§ **WORK INSTRUCTIONS**
Lines with "warn": state how many there are in the records below, and nothing else.
INFORMATION PROVIDED: Begin
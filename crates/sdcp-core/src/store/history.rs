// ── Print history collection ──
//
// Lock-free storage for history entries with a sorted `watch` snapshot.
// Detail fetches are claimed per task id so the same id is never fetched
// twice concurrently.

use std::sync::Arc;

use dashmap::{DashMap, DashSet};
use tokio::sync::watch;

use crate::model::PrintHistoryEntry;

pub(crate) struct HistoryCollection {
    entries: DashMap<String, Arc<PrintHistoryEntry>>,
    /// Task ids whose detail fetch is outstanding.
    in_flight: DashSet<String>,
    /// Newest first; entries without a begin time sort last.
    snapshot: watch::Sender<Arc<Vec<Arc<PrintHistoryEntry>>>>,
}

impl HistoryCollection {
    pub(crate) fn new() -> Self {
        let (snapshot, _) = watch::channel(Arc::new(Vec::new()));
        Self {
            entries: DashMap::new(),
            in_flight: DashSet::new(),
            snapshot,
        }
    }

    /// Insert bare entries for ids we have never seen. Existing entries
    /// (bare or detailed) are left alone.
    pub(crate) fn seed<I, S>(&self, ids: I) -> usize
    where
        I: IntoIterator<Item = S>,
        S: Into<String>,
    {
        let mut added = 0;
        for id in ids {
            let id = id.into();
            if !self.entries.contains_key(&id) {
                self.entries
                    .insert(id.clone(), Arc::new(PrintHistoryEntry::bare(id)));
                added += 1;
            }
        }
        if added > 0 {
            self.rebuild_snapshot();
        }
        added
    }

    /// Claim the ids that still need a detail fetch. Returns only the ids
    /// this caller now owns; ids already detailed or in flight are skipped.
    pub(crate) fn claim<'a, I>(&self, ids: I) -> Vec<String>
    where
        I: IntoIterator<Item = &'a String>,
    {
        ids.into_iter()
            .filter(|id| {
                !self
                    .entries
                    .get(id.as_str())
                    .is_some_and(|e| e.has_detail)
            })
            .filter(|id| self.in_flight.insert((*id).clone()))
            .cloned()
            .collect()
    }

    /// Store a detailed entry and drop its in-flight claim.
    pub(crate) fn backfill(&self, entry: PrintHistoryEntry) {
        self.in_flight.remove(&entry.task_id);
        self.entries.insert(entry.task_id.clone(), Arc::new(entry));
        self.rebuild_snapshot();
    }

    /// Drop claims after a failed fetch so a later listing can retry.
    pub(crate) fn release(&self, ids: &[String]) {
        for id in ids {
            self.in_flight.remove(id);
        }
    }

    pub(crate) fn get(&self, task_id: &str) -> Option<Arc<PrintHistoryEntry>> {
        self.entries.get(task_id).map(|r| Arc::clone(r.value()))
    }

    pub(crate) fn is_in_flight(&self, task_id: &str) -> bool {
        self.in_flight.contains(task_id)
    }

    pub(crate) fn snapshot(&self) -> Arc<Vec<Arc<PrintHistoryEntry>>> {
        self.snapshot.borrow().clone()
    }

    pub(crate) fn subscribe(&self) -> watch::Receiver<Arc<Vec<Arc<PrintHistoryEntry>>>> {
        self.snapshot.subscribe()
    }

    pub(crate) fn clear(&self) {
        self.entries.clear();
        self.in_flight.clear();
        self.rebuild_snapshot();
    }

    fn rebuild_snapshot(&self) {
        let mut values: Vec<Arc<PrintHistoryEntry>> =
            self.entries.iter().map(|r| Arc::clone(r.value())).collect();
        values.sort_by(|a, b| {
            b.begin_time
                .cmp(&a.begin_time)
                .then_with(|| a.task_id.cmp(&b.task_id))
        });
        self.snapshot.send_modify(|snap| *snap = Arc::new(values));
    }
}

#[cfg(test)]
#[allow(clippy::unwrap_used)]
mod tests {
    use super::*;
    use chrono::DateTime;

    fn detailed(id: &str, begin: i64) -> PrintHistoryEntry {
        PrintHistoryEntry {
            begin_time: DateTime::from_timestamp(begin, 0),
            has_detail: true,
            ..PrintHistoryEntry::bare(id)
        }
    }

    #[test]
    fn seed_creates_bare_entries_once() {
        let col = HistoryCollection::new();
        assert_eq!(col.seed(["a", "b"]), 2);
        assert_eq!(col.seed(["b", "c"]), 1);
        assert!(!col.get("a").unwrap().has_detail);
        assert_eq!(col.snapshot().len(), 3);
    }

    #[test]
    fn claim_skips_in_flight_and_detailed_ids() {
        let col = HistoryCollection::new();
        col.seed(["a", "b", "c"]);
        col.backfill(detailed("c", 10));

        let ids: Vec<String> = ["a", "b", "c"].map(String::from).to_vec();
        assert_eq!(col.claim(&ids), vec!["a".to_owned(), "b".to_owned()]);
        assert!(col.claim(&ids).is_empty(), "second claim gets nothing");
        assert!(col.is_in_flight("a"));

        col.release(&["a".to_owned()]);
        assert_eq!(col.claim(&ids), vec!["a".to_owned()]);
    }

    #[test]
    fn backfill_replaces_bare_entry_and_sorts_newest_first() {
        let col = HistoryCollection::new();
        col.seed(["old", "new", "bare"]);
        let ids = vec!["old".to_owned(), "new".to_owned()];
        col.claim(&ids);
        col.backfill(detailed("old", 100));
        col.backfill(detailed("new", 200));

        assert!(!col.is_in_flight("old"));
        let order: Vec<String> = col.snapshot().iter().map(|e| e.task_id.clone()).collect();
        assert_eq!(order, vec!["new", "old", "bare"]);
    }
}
INFORMATION PROVIDED: End
INFORMATION PROVIDED: Begin
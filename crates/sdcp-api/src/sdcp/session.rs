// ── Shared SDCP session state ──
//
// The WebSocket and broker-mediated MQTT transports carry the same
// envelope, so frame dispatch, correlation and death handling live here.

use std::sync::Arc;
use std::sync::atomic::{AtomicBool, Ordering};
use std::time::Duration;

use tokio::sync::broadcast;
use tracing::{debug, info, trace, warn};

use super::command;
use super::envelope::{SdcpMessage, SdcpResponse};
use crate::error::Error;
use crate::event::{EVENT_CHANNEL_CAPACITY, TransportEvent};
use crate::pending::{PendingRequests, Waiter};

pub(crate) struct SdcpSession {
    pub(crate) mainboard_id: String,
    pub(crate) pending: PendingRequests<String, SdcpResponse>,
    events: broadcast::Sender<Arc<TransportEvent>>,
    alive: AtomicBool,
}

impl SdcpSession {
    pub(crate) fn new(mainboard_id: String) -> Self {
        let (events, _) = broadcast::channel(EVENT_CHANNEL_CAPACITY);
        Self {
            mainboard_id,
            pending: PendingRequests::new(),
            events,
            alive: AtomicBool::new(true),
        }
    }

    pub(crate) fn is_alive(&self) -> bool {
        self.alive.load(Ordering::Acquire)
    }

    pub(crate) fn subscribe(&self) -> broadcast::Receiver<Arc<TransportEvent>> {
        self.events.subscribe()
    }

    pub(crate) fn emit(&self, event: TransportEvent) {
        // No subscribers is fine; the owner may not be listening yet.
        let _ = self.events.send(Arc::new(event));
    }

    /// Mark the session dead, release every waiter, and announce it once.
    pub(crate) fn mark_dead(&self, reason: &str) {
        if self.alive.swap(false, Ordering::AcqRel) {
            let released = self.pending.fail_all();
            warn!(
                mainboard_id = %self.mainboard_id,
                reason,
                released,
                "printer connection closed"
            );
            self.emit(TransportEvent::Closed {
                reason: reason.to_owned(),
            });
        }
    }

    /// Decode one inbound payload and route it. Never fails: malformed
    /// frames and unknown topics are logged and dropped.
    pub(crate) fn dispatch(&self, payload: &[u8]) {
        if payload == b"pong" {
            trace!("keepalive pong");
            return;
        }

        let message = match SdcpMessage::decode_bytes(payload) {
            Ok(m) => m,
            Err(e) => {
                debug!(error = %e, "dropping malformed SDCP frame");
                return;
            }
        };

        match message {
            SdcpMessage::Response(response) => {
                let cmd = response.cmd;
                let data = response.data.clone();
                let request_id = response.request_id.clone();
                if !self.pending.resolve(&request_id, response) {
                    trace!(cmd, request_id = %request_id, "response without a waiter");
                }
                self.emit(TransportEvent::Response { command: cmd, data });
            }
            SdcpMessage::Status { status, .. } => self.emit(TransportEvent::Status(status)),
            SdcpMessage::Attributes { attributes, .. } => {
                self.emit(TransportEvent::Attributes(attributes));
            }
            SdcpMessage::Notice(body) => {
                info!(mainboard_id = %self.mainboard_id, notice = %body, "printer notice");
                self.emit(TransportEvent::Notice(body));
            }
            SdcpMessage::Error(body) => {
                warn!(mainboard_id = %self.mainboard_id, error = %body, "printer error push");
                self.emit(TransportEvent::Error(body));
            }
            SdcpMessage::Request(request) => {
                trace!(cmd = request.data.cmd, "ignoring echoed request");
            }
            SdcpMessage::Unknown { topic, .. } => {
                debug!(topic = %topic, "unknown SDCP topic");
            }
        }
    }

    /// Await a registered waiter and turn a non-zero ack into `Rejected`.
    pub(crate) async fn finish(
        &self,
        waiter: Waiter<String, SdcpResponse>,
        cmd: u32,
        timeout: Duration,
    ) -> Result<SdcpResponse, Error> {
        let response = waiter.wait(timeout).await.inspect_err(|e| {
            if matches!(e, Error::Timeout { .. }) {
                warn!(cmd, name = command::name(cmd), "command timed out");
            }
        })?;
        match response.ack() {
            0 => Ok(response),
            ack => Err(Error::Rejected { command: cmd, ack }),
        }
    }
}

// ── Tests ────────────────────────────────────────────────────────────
INFORMATION PROVIDED: End
§ **RESULT OF THIS TASK**
4